I had a hug today that changed my perspective instantly.
It was the heartfelt kind of hug that lingers a bit longer, as though those few extra moments are used to help heal the soul.
It occurred just as a I was about to leave the market.
I had entered the store about 30 minutes earlier to pick up a handful of items. My list could not have contained more than 6 items, and I intended to be in-and-out in just a matter of minutes.
Inside, I ran into a good friend who wanted to chat about great Chico restaurants, the world series, and fond memories about taking his son to Atlanta just before the retiring game of famous player, Chipper Jones.
I thought my body language was a dead giveaway to my "rush."
I had half of my body turned to head down the next isle. I walked to the register and started unloading my basket. I even pulled out my credit card, ready to swipe away, as soon as the clerk would give me the go ahead.
Still oblivious to my energy, they wished me well on my travels to Florida and said "see you next summer!"
I got a hug from him, too, and it was a genuine one from the heart. But, it's not the hug I'm talking about.
I was still ready to bolt out the door as soon as I had receipt in hand.
Before taking my groceries to the car, though, I had to go pick up the coconut milk latte I had previously ordered before my shopping began.
It was probably cold at this point, no doubt.
However, the coffee shop had been slammed and my friend was just about to make my drink!
I had been wanting something hot to soothe my throat on this cold fall morning.
As she steamed the milk, I asked how things had been going.
As with many of our responses, it was detached.... sharing how the espresso machine had been malfunctioning for a few days now and they were probably going to have to close it down entirely until the technician came out to make the needed repairs.
As I was about to pay for my drink, I jokingly told her about my irritable attitude this morning, and how I just needed some alone time. Even Steve told me to get out of the house for a bit, clear my head, and come back the happy Kym he knows and loves.
This refreshing moment of honesty almost brought a few tears to her eyes.
She opened up to me about the recent sleepless nights, watching her grand-baby so her daughter can get back up and on her feet after some relationship issues. She, too, expressed the need for a break, and probably just some much-needed sleep.
She sighed deeply.
In that moment of pause, I reached out to give her a hug.
It was truly a heart-to-heart moment, where you connect with someone so authentically and want their happiness just as much as your own.
The hug took me out of myself.
It slapped my self-absorption straight in the face, and reminded me that life is all about connection.
As much as I was looking forward to spending time by myself, sipping my latte in silence, it was this honest, human interaction that helped bring me back to life.
When I finally curled up at home, by the fire, I opened up my book.

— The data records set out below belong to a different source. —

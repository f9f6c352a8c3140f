use std::collections::{BTreeMap, BTreeSet, VecDeque};
use std::fmt;

use serde::{Deserialize, Serialize};

use crate::error::WorldError;
use crate::role::UnitRole;
use crate::technology::{self, TechFlag};
use crate::terrain::{self, Specials, Terrain, TileOutput};
use crate::territory::{PlayerSet, MAX_PLAYERS};
use crate::units::{self, Activity, UnitKind, UnitTypeDefinition};

pub const CITY_MAP_RADIUS: i32 = 2;
pub const CITY_MAP_SIZE: usize = 5;
pub const CITY_MAP_CELLS: usize = CITY_MAP_SIZE * CITY_MAP_SIZE;

const ADJACENT: [(i32, i32); 8] = [
    (-1, -1),
    (0, -1),
    (1, -1),
    (-1, 0),
    (1, 0),
    (-1, 1),
    (0, 1),
    (1, 1),
];
const CARDINAL: [(i32, i32); 4] = [(0, -1), (-1, 0), (1, 0), (0, 1)];

#[derive(Debug, Clone, Copy, PartialEq, Eq, PartialOrd, Ord, Hash, Serialize, Deserialize)]
#[serde(transparent)]
pub struct PlayerId(pub u8);

#[derive(Debug, Clone, Copy, PartialEq, Eq, PartialOrd, Ord, Hash, Serialize, Deserialize)]
#[serde(transparent)]
pub struct CityId(u32);

#[derive(Debug, Clone, Copy, PartialEq, Eq, PartialOrd, Ord, Hash, Serialize, Deserialize)]
#[serde(transparent)]
pub struct UnitId(u32);

impl PlayerId {
    pub fn index(self) -> usize {
        usize::from(self.0)
    }
}

impl CityId {
    pub fn raw(self) -> u32 {
        self.0
    }
}

impl UnitId {
    pub fn from_raw(raw: u32) -> Self {
        Self(raw)
    }

    pub fn raw(self) -> u32 {
        self.0
    }
}

impl fmt::Display for PlayerId {
    fn fmt(&self, f: &mut fmt::Formatter<'_>) -> fmt::Result {
        write!(f, "player#{}", self.0)
    }
}

impl fmt::Display for CityId {
    fn fmt(&self, f: &mut fmt::Formatter<'_>) -> fmt::Result {
        write!(f, "city#{}", self.0)
    }
}

impl fmt::Display for UnitId {
    fn fmt(&self, f: &mut fmt::Formatter<'_>) -> fmt::Result {
        write!(f, "unit#{}", self.0)
    }
}

#[derive(Debug, Clone, Copy, PartialEq, Eq, PartialOrd, Ord, Hash, Serialize, Deserialize)]
pub struct MapPos {
    pub x: i32,
    pub y: i32,
}

impl MapPos {
    pub const fn new(x: i32, y: i32) -> Self {
        Self { x, y }
    }

    pub fn offset(self, dx: i32, dy: i32) -> Self {
        Self::new(self.x + dx, self.y + dy)
    }

    /// Chebyshev distance: the number of single steps between two tiles.
    pub fn real_dist(self, other: MapPos) -> i32 {
        (self.x - other.x).abs().max((self.y - other.y).abs())
    }
}

impl fmt::Display for MapPos {
    fn fmt(&self, f: &mut fmt::Formatter<'_>) -> fmt::Result {
        write!(f, "({}, {})", self.x, self.y)
    }
}

/// A position relative to a city center inside its work radius.
#[derive(Debug, Clone, Copy, PartialEq, Eq, PartialOrd, Ord, Hash, Serialize, Deserialize)]
pub struct CityOffset {
    pub dx: i32,
    pub dy: i32,
}

impl CityOffset {
    pub const CENTER: CityOffset = CityOffset { dx: 0, dy: 0 };

    pub fn new(dx: i32, dy: i32) -> Option<Self> {
        let offset = Self { dx, dy };
        offset.is_valid().then_some(offset)
    }

    fn is_valid(self) -> bool {
        let (ax, ay) = (self.dx.abs(), self.dy.abs());
        ax <= CITY_MAP_RADIUS && ay <= CITY_MAP_RADIUS && !(ax == CITY_MAP_RADIUS && ay == CITY_MAP_RADIUS)
    }

    /// The 21 offsets of the work radius, rows top to bottom.
    pub fn work_radius() -> impl Iterator<Item = CityOffset> {
        (-CITY_MAP_RADIUS..=CITY_MAP_RADIUS).flat_map(|dy| {
            (-CITY_MAP_RADIUS..=CITY_MAP_RADIUS).filter_map(move |dx| CityOffset::new(dx, dy))
        })
    }

    /// Cell index in a 5x5 grid.
    pub fn index(self) -> usize {
        let row = (self.dy + CITY_MAP_RADIUS) as usize;
        let col = (self.dx + CITY_MAP_RADIUS) as usize;
        row * CITY_MAP_SIZE + col
    }

    pub fn is_center(self) -> bool {
        self == Self::CENTER
    }
}

/// How a city may use one tile of its work radius.
#[derive(Debug, Clone, Copy, PartialEq, Eq)]
pub enum TileUse {
    Center,
    Worked,
    Empty,
    /// Off the map, worked by another city, or under a hostile unit.
    Unavailable,
}

#[derive(Debug, Clone, Serialize, Deserialize)]
pub struct GameRules {
    /// Move fragments in one full move.
    #[serde(default = "default_single_move")]
    pub single_move: i32,
    #[serde(default = "default_foodbox")]
    pub foodbox: i32,
    /// Minimum distance between two city centers.
    #[serde(default = "default_citymindist")]
    pub citymindist: i32,
    /// Adjacent land tiles needed to turn ocean into land.
    #[serde(default = "default_ocean_reclaim")]
    pub ocean_reclaim_requirement: i32,
    /// Adjacent ocean tiles needed to turn land into ocean.
    #[serde(default = "default_land_channel")]
    pub land_channel_requirement: i32,
}

fn default_single_move() -> i32 {
    3
}

fn default_foodbox() -> i32 {
    10
}

fn default_citymindist() -> i32 {
    2
}

fn default_ocean_reclaim() -> i32 {
    3
}

fn default_land_channel() -> i32 {
    1
}

impl Default for GameRules {
    fn default() -> Self {
        Self {
            single_move: default_single_move(),
            foodbox: default_foodbox(),
            citymindist: default_citymindist(),
            ocean_reclaim_requirement: default_ocean_reclaim(),
            land_channel_requirement: default_land_channel(),
        }
    }
}

impl GameRules {
    /// Food needed to grow a city of `size` to the next size.
    pub fn granary_size(&self, size: i32) -> i32 {
        self.foodbox * (size.max(1) + 1)
    }
}

/// Global warming accumulators.
#[derive(Debug, Clone, Copy, Default, Serialize, Deserialize)]
pub struct Climate {
    #[serde(default)]
    pub heating: i32,
    #[serde(default)]
    pub warming_level: i32,
}

#[derive(Debug, Clone)]
pub struct Tile {
    pub terrain: Terrain,
    pub specials: Specials,
    /// Land masses are numbered from 1; ocean is 0.
    pub continent: u16,
    pub city: Option<CityId>,
    /// Players that claimed the tile this turn.
    pub assigned: PlayerSet,
}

The chapter could not have been more relevant--it was about restoration.
Restoration is defined as returning something to its previous condition. It is also synonymous with repair or reconstruction.
The author talked about creating a home where his family could come and be restored. A place where not just the furnishings made you feel comfortable, but a place you could feel safe and supported... a place where you could restore whatever had been torn down living in the fast-paced world outside of its walls.
Taking it a step further, I'd like to be the kind of person that welcomes restoration in my friendships.
I'd like my life, my attitude, to make a positive difference for those around me.
I'd like to leave my interactions with others feeling refreshed, and I'd like them to feel the same.
I'd like to use the time I have by myself to be energized, and then be able to authentically share my connection, my enthusiasm, and my gifts with others.
The good news is, that even in those times when I don't feel my best, being honest can still allow my relationships to flourish.
For in the moment I was real with my friend, we were able to restore hope and courage and strength for each other with just a simple hug.
Who knows how else this can powerfully take shape when I actually put my attention on it!?!
Since I like to take action on my insights, I began to use the Direct your Course Activity on this concept of restoration. I began to ask myself,
- What does restoration look like, sound like, and feel like in my spiritual sphere?
- What does restoration look like, sound like, and feel like in my personal sphere?
- What does restoration look like, sound like, and feel like in my business sphere?